Die sehr gute Lesbarkeit des Essays ergibt sich aus dem kunstgerechten Wechsel zwischen persönlichem Erlebnisbericht, wissenschaftlicher Information über die Volkskrankheit Alkoholabhängigkeit und soziologischer Analyse über die offensichtliche Verlogenheit der Gesellschaft im Umgang damit. Gelegentlich habe ich persönlich dabei im informierendem, analytischen (nie im persönlichen) Part des Textes etwas vermisst: die Auswirkungen der Alkoholkrankheit auf das soziale Umfeld. Ich meine damit die Menschen, welche die emotionalen, gesundheitlichen, finanziellen sowie beruflichen Folgen oftmals ungeschützt tragen müssen. Insbesondere, wenn es sich dabei im beruflichen oder im privaten Bereich um Abhängigkeitsverhältnisse handelt. Schreiber verschweigt diese Probleme nicht, schildert aber auch nicht explizit aus der Sicht der Nottragenden. Andererseits ist es ein Gewinn, dass der Essay nicht belehrend oder moralisch daherkommt – und wie ließe sich das von mir Vermisste nicht belehrend, nicht moralisch schildern?

Dass die Lektüre allemal mit jedem Kapitel gewinnbringend aufklärend ist, möchte ich mit dem Folgendem wieder aufgreifen. So führt der Autor beispielsweise aus, dass Abhängigkeiten den Ursprung dessen angreifen, «was wir uns als das eigene Selbst vorstellen. Sie lassen uns erkennen, dass unser Bewusstsein, auf dessen Grundlage wir unser Leben aufbauen, nicht zwangsläufig etwas ist, dessen wir uns sicher sein können. Sie stellen den Kern unseres Selbstverständnisses in Frage. Sie gehen mit einem massiven, scheinbar unaufhaltsamen Selbstverlust einher. […] Wie um das zu unterstreichen, werden die Krankheit und das Selbst von uns schon sprachlich gleichgesetzt. Man hat keine Abhängigkeit, wie man etwa eine Grippe hat, Diabetes oder Krebs. Man ist abhängig. Dabei handelt es sich nicht um eine rein zufällige verbale Zuschreibung. Es ist tatsächlich so, dass der Satz ‹Ich bin alkoholabhängig› immer auch bedeutet, dass man seinem eigenen Kopf nicht mehr trauen kann, solange man der Stimme im Kopf Glauben schenkt, die einem sagt, dass man ruhig weiter trinken kann. Für mich war es ein Satz, den ich erst sagen konnte, als ich nüchtern wurde.» (S. 33/34. Hervorhebungen im Original.)

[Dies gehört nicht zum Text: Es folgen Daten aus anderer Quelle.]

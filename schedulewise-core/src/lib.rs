//! ScheduleWise Core Library
//!
//! This library provides the recurrence and serialization engine behind
//! ScheduleWise: expanding weekly-recurring courses into concrete calendar
//! occurrences, exporting them as RFC 5545 calendars, and importing them
//! from a tolerant flat-text format.

pub mod calendar;
pub mod error;
pub mod ics;
pub mod import;
pub mod store;
pub mod time;
pub mod types;

// Re-export core types and error handling
pub use error::{Error, Result};
pub use types::*;

/// Commonly used items
pub mod prelude {
    pub use crate::{calendar::*, ics::*, import::*, store::*, time::*, types::*};
}
use thiserror::Error;

/// Errors surfaced by the core engine.
#[derive(Error, Debug)]
pub enum Error {
    #[error("Invalid time format: '{0}'. Expected HH:MM or H:MM")]
    InvalidTimeFormat(String),

    #[error("Invalid time values in '{0}'. Hours must be 1-12, minutes 0-59")]
    InvalidTimeValue(String),

    #[error("Date/time parsing failed: {0}")]
    DateTime(#[from] chrono::ParseError),

    #[error("JSON parsing failed: {0}")]
    Json(#[from] serde_json::Error),

    #[error("Validation failed: {0}")]
    Validation(String),

    #[error("ICS generation failed: {0}")]
    IcsGeneration(String),

    #[error("The schedule is empty")]
    EmptySchedule,

    #[error("No valid events to export")]
    NoExportableEvents,

    #[error("Course not found: {0}")]
    CourseNotFound(String),

    #[error("Internal error: {0}")]
    Internal(String),
}

pub type Result<T> = std::result::Result<T, Error>;
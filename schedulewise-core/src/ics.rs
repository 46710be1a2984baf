//! RFC 5545 serialization of the course collection.

use chrono::{Duration, LocalResult, NaiveDateTime, TimeZone, Utc};

use crate::{Course, Error, ExportOptions, Result, calendar, types::EXPORT_FILE_NAME};

#[cfg(test)]
mod tests;

/// Floating (timezone-less) local timestamp, used for DTSTART/DTEND/EXDATE.
const FLOATING_FORMAT: &str = "%Y%m%dT%H%M%S";

/// Instant timestamp in UTC, used for DTSTAMP and the RRULE UNTIL bound.
const UTC_FORMAT: &str = "%Y%m%dT%H%M%SZ";

/// A fully serialized calendar payload.
#[derive(Debug, Clone)]
pub struct IcsExport {
    /// Fixed output file name.
    pub filename: &'static str,
    /// Complete VCALENDAR text.
    pub content: String,
    /// Per-course diagnostics for courses that yielded no event.
    pub skipped: Vec<String>,
}

/// ICS calendar generator.
///
/// Serializes each course into one VEVENT with a weekly RRULE bounded by the
/// course's end date and an EXDATE entry per retained exclusion. Event start
/// and end are emitted as floating local time while UNTIL is converted to
/// UTC; RFC 5545 requires that asymmetry.
pub struct IcsGenerator {
    options: ExportOptions,
}

impl IcsGenerator {
    pub fn new(options: ExportOptions) -> Self {
        Self { options }
    }

    /// Serializes the whole collection into one calendar payload.
    ///
    /// Courses that cannot produce a valid event are skipped with a
    /// diagnostic; every remaining course is still exported. Fails with
    /// [`Error::EmptySchedule`] for an empty input and
    /// [`Error::NoExportableEvents`] when no course survives encoding.
    pub fn generate(&self, courses: &[Course]) -> Result<IcsExport> {
        if courses.is_empty() {
            return Err(Error::EmptySchedule);
        }

        let mut content = String::new();
        content.push_str("BEGIN:VCALENDAR\r\n");
        content.push_str("VERSION:2.0\r\n");
        content.push_str("PRODID:-//ScheduleWiseApp//ScheduleWise Calendar//EN\r\n");
        content.push_str("CALSCALE:GREGORIAN\r\n");
        content.push_str("METHOD:PUBLISH\r\n");

        if let Some(ref name) = self.options.calendar_name {
            content.push_str(&format!("X-WR-CALNAME:{}\r\n", escape_text(name)));
        }

        let mut event_count = 0usize;
        let mut skipped = Vec::new();

        for (index, course) in courses.iter().enumerate() {
            match self.build_event(course, index) {
                Ok(Some(event)) => {
                    content.push_str(&event);
                    event_count += 1;
                }
                Ok(None) => {
                    let message = format!(
                        "Skipping course '{}': its first occurrence is after its end date",
                        course.title
                    );
                    tracing::warn!("{message}");
                    skipped.push(message);
                }
                Err(err) => {
                    let message =
                        format!("Error processing course '{}' for ICS: {err}", course.title);
                    tracing::warn!("{message}");
                    skipped.push(message);
                }
            }
        }

        if event_count == 0 {
            return Err(Error::NoExportableEvents);
        }

        content.push_str("END:VCALENDAR\r\n");

        Ok(IcsExport {
            filename: EXPORT_FILE_NAME,
            content,
            skipped,
        })
    }

    /// Builds one VEVENT block.
    ///
    /// Returns `Ok(None)` when the computed first occurrence falls after the
    /// course's end of range, in which case the course contributes no event.
    fn build_event(&self, course: &Course, index: usize) -> Result<Option<String>> {
        let start_time = course.start_time_of_day()?;
        let first_start = calendar::first_weekday_on_or_after(course).and_time(start_time);
        let range_end = end_of_range(course)?;

        if first_start > range_end {
            return Ok(None);
        }

        if !course.duration.is_finite() || course.duration <= 0.0 {
            return Err(Error::Validation(format!(
                "Invalid duration {} for course '{}'",
                course.duration, course.title
            )));
        }
        let whole_hours = course.duration.trunc();
        let minutes = ((course.duration - whole_hours) * 60.0).round() as i64;
        let span = Duration::try_hours(whole_hours as i64)
            .zip(Duration::try_minutes(minutes))
            .and_then(|(hours, minutes)| hours.checked_add(&minutes))
            .ok_or_else(|| {
                Error::Validation(format!(
                    "Duration {} is out of range for course '{}'",
                    course.duration, course.title
                ))
            })?;
        let first_end = first_start.checked_add_signed(span).ok_or_else(|| {
            Error::Validation(format!(
                "Duration {} overflows the event end for course '{}'",
                course.duration, course.title
            ))
        })?;

        let uid = format!("schedulewise-{}-{index}@schedulewise.app", course.id);
        let dtstamp = Utc::now().format(UTC_FORMAT).to_string();

        let mut event = String::new();
        event.push_str("BEGIN:VEVENT\r\n");
        event.push_str(&format!("UID:{uid}\r\n"));
        event.push_str(&format!("DTSTAMP:{dtstamp}\r\n"));
        event.push_str(&format!("DTSTART:{}\r\n", first_start.format(FLOATING_FORMAT)));
        event.push_str(&format!("DTEND:{}\r\n", first_end.format(FLOATING_FORMAT)));
        event.push_str(&format!("SUMMARY:{}\r\n", escape_text(&course.title)));

        if !course.location.is_empty() {
            event.push_str(&format!("LOCATION:{}\r\n", escape_text(&course.location)));
        }

        if self.options.include_lecturer && !course.description.is_empty() {
            event.push_str(&format!(
                "DESCRIPTION:Lecturer: {}\r\n",
                escape_text(&course.description)
            ));
        }

        event.push_str(&format!(
            "RRULE:FREQ=WEEKLY;BYDAY={};INTERVAL=1;UNTIL={}\r\n",
            course.weekday.byday_code(),
            until_utc(range_end)?
        ));

        // Exclusions carry the same local start time as the occurrences they
        // cancel; ones outside the course range are dropped.
        let course_start = course.start_date.and_time(start_time);
        for excluded in &course.excluded_dates {
            let exdate = excluded.and_time(start_time);
            if exdate >= course_start && exdate <= range_end {
                event.push_str(&format!("EXDATE:{}\r\n", exdate.format(FLOATING_FORMAT)));
            }
        }

        if let Some(reminder_minutes) = self.options.reminder_minutes {
            event.push_str("BEGIN:VALARM\r\n");
            event.push_str("ACTION:DISPLAY\r\n");
            event.push_str("DESCRIPTION:Reminder\r\n");
            event.push_str(&format!("TRIGGER:-PT{reminder_minutes}M\r\n"));
            event.push_str("END:VALARM\r\n");
        }

        event.push_str("END:VEVENT\r\n");

        Ok(Some(event))
    }
}

impl Default for IcsGenerator {
    fn default() -> Self {
        Self::new(ExportOptions::default())
    }
}

/// Local end of the course's recurrence range: end date at 23:59:59.
fn end_of_range(course: &Course) -> Result<NaiveDateTime> {
    course
        .end_date
        .and_hms_opt(23, 59, 59)
        .ok_or_else(|| Error::Internal("failed to build end-of-day timestamp".to_string()))
}

/// Converts the local range end into the UTC UNTIL bound of the RRULE.
fn until_utc(range_end: NaiveDateTime) -> Result<String> {
    let local = match chrono::Local.from_local_datetime(&range_end) {
        LocalResult::Single(dt) | LocalResult::Ambiguous(dt, _) => dt,
        LocalResult::None => {
            return Err(Error::IcsGeneration(format!(
                "local time {range_end} does not exist in this timezone"
            )));
        }
    };
    Ok(local.with_timezone(&Utc).format(UTC_FORMAT).to_string())
}

/// Escapes text per RFC 5545.
fn escape_text(text: &str) -> String {
    text.replace('\\', "\\\\")
        .replace('\n', "\\n")
        .replace('\r', "\\r")
        .replace(',', "\\,")
        .replace(';', "\\;")
}
//! Conversions between 12-hour and 24-hour wall-clock times.
//!
//! Courses store their start time in 24-hour "HH:MM" form; user input and
//! display both use the 12-hour clock. All functions here are pure.

use crate::{Error, Meridiem, Result};

/// Splits a "H:MM"/"HH:MM" string into numeric parts.
///
/// Enforces the shape only (1-2 digit hour, exactly 2 digit minute); range
/// checks are the caller's job since they differ between the two clocks.
fn split_clock(value: &str) -> Option<(u32, u32)> {
    let (hours, minutes) = value.split_once(':')?;
    if hours.is_empty() || hours.len() > 2 || minutes.len() != 2 {
        return None;
    }
    if !hours.bytes().all(|b| b.is_ascii_digit()) || !minutes.bytes().all(|b| b.is_ascii_digit()) {
        return None;
    }
    Some((hours.parse().ok()?, minutes.parse().ok()?))
}

/// Converts a 12-hour time plus AM/PM into canonical 24-hour "HH:MM".
///
/// PM with an hour below 12 adds 12; 12 AM maps to hour 0 (midnight); every
/// other combination passes the hour through unchanged.
pub fn to_24_hour(time12: &str, meridiem: Meridiem) -> Result<String> {
    let (mut hours, minutes) =
        split_clock(time12).ok_or_else(|| Error::InvalidTimeFormat(time12.to_string()))?;

    if !(1..=12).contains(&hours) || minutes > 59 {
        return Err(Error::InvalidTimeValue(time12.to_string()));
    }

    if meridiem == Meridiem::Pm && hours < 12 {
        hours += 12;
    } else if meridiem == Meridiem::Am && hours == 12 {
        // Midnight case
        hours = 0;
    }

    Ok(format!("{hours:02}:{minutes:02}"))
}

/// Converts a 24-hour "HH:MM" time into its 12-hour form plus AM/PM.
///
/// Lenient: malformed or out-of-range input falls back to `("12:00", AM)`
/// instead of failing, so that a damaged stored value never blocks editing
/// the record. Callers needing strict validation must pre-validate.
pub fn to_12_hour(time24: &str) -> (String, Meridiem) {
    let Some((hours, minutes)) = split_clock(time24) else {
        tracing::warn!(time = time24, "invalid 24-hour time format, using fallback");
        return ("12:00".to_string(), Meridiem::Am);
    };

    if hours > 23 || minutes > 59 {
        tracing::warn!(time = time24, "out-of-range 24-hour time, using fallback");
        return ("12:00".to_string(), Meridiem::Am);
    }

    let meridiem = if hours >= 12 { Meridiem::Pm } else { Meridiem::Am };
    let hours12 = match hours {
        0 => 12,
        h if h > 12 => h - 12,
        h => h,
    };

    (format!("{hours12}:{minutes:02}"), meridiem)
}

/// Formats a stored 24-hour time as "HH:MM AM/PM" with a zero-padded hour.
pub fn format_for_display(time24: &str) -> String {
    let (time, meridiem) = to_12_hour(time24);
    match time.split_once(':') {
        Some((h, m)) => format!("{h:0>2}:{m} {meridiem}"),
        None => time24.to_string(),
    }
}

#[cfg(test)]
mod tests {
    use super::*;

    #[test]
    fn converts_to_24_hour() {
        assert_eq!(to_24_hour("9:30", Meridiem::Am).unwrap(), "09:30");
        assert_eq!(to_24_hour("9:30", Meridiem::Pm).unwrap(), "21:30");
        assert_eq!(to_24_hour("11:59", Meridiem::Pm).unwrap(), "23:59");
        assert_eq!(to_24_hour("01:05", Meridiem::Am).unwrap(), "01:05");
    }

    #[test]
    fn noon_and_midnight_boundaries() {
        assert_eq!(to_24_hour("12:00", Meridiem::Am).unwrap(), "00:00");
        assert_eq!(to_24_hour("12:30", Meridiem::Pm).unwrap(), "12:30");
        assert_eq!(to_12_hour("00:15"), ("12:15".to_string(), Meridiem::Am));
        assert_eq!(to_12_hour("12:15"), ("12:15".to_string(), Meridiem::Pm));
    }

    #[test]
    fn rejects_malformed_12_hour_input() {
        assert!(matches!(
            to_24_hour("930", Meridiem::Am),
            Err(Error::InvalidTimeFormat(_))
        ));
        assert!(matches!(
            to_24_hour("9:3", Meridiem::Am),
            Err(Error::InvalidTimeFormat(_))
        ));
        assert!(matches!(
            to_24_hour("ab:cd", Meridiem::Am),
            Err(Error::InvalidTimeFormat(_))
        ));
        assert!(matches!(
            to_24_hour("13:00", Meridiem::Am),
            Err(Error::InvalidTimeValue(_))
        ));
        assert!(matches!(
            to_24_hour("0:30", Meridiem::Pm),
            Err(Error::InvalidTimeValue(_))
        ));
        assert!(matches!(
            to_24_hour("9:61", Meridiem::Am),
            Err(Error::InvalidTimeValue(_))
        ));
    }

    #[test]
    fn lenient_12_hour_fallback() {
        assert_eq!(to_12_hour("garbage"), ("12:00".to_string(), Meridiem::Am));
        assert_eq!(to_12_hour("25:00"), ("12:00".to_string(), Meridiem::Am));
        assert_eq!(to_12_hour("10:99"), ("12:00".to_string(), Meridiem::Am));
    }

    #[test]
    fn round_trips_valid_times() {
        for hour in 1..=12u32 {
            for (minute, meridiem) in [(0u32, Meridiem::Am), (59, Meridiem::Pm)] {
                let twelve = format!("{hour}:{minute:02}");
                let twenty_four = to_24_hour(&twelve, meridiem).unwrap();
                assert_eq!(to_12_hour(&twenty_four), (twelve.clone(), meridiem));
            }
        }
    }

    #[test]
    fn display_format_pads_hour() {
        assert_eq!(format_for_display("09:30"), "09:30 AM");
        assert_eq!(format_for_display("21:05"), "09:05 PM");
        assert_eq!(format_for_display("00:00"), "12:00 AM");
        // Malformed stored data still renders via the lenient fallback.
        assert_eq!(format_for_display("nonsense"), "12:00 AM");
    }
}
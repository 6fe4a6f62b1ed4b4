// Copyright (c) Mysten Labs, Inc.
// SPDX-License-Identifier: Apache-2.0

use bytes::{Bytes, BytesMut};
use parking_lot::Mutex;

use crate::writer::{Datapoint, Tag};

/// Returned name buffers that grew beyond this are dropped rather than
/// pooled.
pub(crate) const MAX_POOLED_NAME_CAPACITY: usize = 1024;

/// Returned tag buffers that grew beyond this are dropped rather than
/// pooled.
pub(crate) const MAX_POOLED_TAG_CAPACITY: usize = 16;

/// Working set for one in-flight metric: the owned name copy, the single
/// datapoint slot, and the tags generated from the name.
///
/// An instance is held by exactly one owner at a time — the pool's idle set,
/// the scan loop between rent and enqueue, or the in-flight write — and is
/// returned to the pool exactly once, after the write path finishes with it.
#[derive(Debug)]
pub(crate) struct LineResources {
    /// Owned copy of the metric name. Frozen into [`Bytes`] while tags
    /// borrow it, reclaimed afterwards.
    pub name: BytesMut,
    /// Exactly one datapoint per carbon line.
    pub datapoints: Vec<Datapoint>,
    pub tags: Vec<Tag>,
}

impl LineResources {
    fn new() -> Self {
        Self {
            name: BytesMut::new(),
            datapoints: vec![Datapoint::default()],
            tags: Vec::new(),
        }
    }

    /// Takes the name out of the working set as an immutable buffer that tag
    /// values can slice without copying.
    pub(crate) fn freeze_name(&mut self) -> Bytes {
        self.name.split().freeze()
    }

    /// Puts the frozen name buffer back for reuse. Requires every tag slice
    /// to have been dropped; a buffer something still references is replaced
    /// with an empty one.
    pub(crate) fn reclaim_name(&mut self, frozen: Bytes) {
        self.name = match frozen.try_into_mut() {
            Ok(mut buffer) => {
                buffer.clear();
                buffer
            }
            Err(_) => BytesMut::new(),
        };
    }
}

/// Bounded pool of [`LineResources`] keeping the scan-to-write path free of
/// steady-state allocation.
pub(crate) struct LineResourcePool {
    idle: Mutex<Vec<Box<LineResources>>>,
    max_idle: usize,
}

impl LineResourcePool {
    pub(crate) fn new(max_idle: usize) -> Self {
        Self {
            idle: Mutex::new(Vec::new()),
            max_idle,
        }
    }

    /// Returns a reset working set: empty name, one zeroed datapoint, no
    /// tags.
    pub(crate) fn rent(&self) -> Box<LineResources> {
        if let Some(resources) = self.idle.lock().pop() {
            return resources;
        }
        Box::new(LineResources::new())
    }

    /// Returns a working set to the pool. Sets that grew beyond the shrink
    /// bounds are dropped so the idle set only holds right-sized buffers;
    /// accepted sets are cleared so no bytes from this rental remain
    /// observable and no tag slice pins an old name buffer.
    pub(crate) fn put(&self, mut resources: Box<LineResources>) {
        if resources.name.capacity() > MAX_POOLED_NAME_CAPACITY
            || resources.datapoints.capacity() != 1
            || resources.tags.capacity() > MAX_POOLED_TAG_CAPACITY
        {
            return;
        }
        resources.name.clear();
        resources.tags.clear();
        resources.datapoints[0] = Datapoint::default();

        let mut idle = self.idle.lock();
        if idle.len() < self.max_idle {
            idle.push(resources);
        }
    }

    #[cfg(test)]
    fn idle_len(&self) -> usize {
        self.idle.lock().len()
    }
}

#[cfg(test)]
mod test {
    use super::*;

    #[test]
    fn rent_after_return_yields_a_clean_instance() {
        let pool = LineResourcePool::new(4);

        let mut resources = pool.rent();
        resources.name.extend_from_slice(b"foo.bar");
        resources.datapoints[0] = Datapoint {
            timestamp: 1700000000,
            value: 42.0,
        };
        let frozen = resources.freeze_name();
        resources.tags.push(Tag {
            name: Bytes::from_static(b"__g0__"),
            value: frozen.slice(0..3),
        });
        resources.tags.clear();
        resources.reclaim_name(frozen);
        pool.put(resources);

        let resources = pool.rent();
        assert!(resources.name.is_empty());
        assert_eq!(resources.datapoints.len(), 1);
        assert_eq!(resources.datapoints[0], Datapoint::default());
        assert!(resources.tags.is_empty());
    }

    #[test]
    fn frozen_name_round_trips_through_reclaim() {
        let mut resources = LineResources::new();
        resources.name.extend_from_slice(b"sys.cpu.load");
        let frozen = resources.freeze_name();
        assert_eq!(frozen.as_ref(), b"sys.cpu.load");
        assert!(resources.name.is_empty());

        let pointer = frozen.as_ptr();
        resources.reclaim_name(frozen);
        assert!(resources.name.is_empty());
        assert!(resources.name.capacity() >= b"sys.cpu.load".len());
        // Same allocation came back.
        resources.name.extend_from_slice(b"x");
        assert_eq!(resources.name.as_ptr(), pointer);
    }

    #[test]
    fn reclaim_with_an_outstanding_slice_starts_fresh() {
        let mut resources = LineResources::new();
        resources.name.extend_from_slice(b"foo.bar");
        let frozen = resources.freeze_name();
        let outstanding = frozen.slice(0..3);
        resources.reclaim_name(frozen);
        assert_eq!(resources.name.capacity(), 0);
        drop(outstanding);
    }

    #[test]
    fn oversized_returns_are_dropped() {
        let pool = LineResourcePool::new(4);

        let mut resources = pool.rent();
        resources.name.reserve(MAX_POOLED_NAME_CAPACITY + 1);
        pool.put(resources);
        assert_eq!(pool.idle_len(), 0);

        let mut resources = pool.rent();
        resources.tags.reserve(MAX_POOLED_TAG_CAPACITY + 1);
        pool.put(resources);
        assert_eq!(pool.idle_len(), 0);

        let mut resources = pool.rent();
        resources.datapoints.push(Datapoint::default());
        pool.put(resources);
        assert_eq!(pool.idle_len(), 0);

        pool.put(pool.rent());
        assert_eq!(pool.idle_len(), 1);
    }

    #[test]
    fn idle_set_is_bounded() {
        let pool = LineResourcePool::new(2);
        let first = pool.rent();
        let second = pool.rent();
        let third = pool.rent();
        pool.put(first);
        pool.put(second);
        pool.put(third);
        assert_eq!(pool.idle_len(), 2);
    }
}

Ich habe große Lust, noch mehr Textstellen wiederzugeben, die mich beeindrucken, und ich muss mich wirklich, wirklich, wirklich zurückhalten. Aber anstatt das ganze Buch zu zitieren, sage ich: den Essay selber kaufen, den Essay selber lesen und, weil hier auf dieser Homepage gelegentlich Branchenmitglieder vorbeischauen, den Essay verkaufen, verkaufen, verkaufen.

Vielen Dank, lieber Hanser Verlag, für die Leseexemplare und das leckere Essen. Vor allem aber vielen Dank, lieber Daniel Schreiber, für diese schöne, nachhaltig wirkende Begegnung!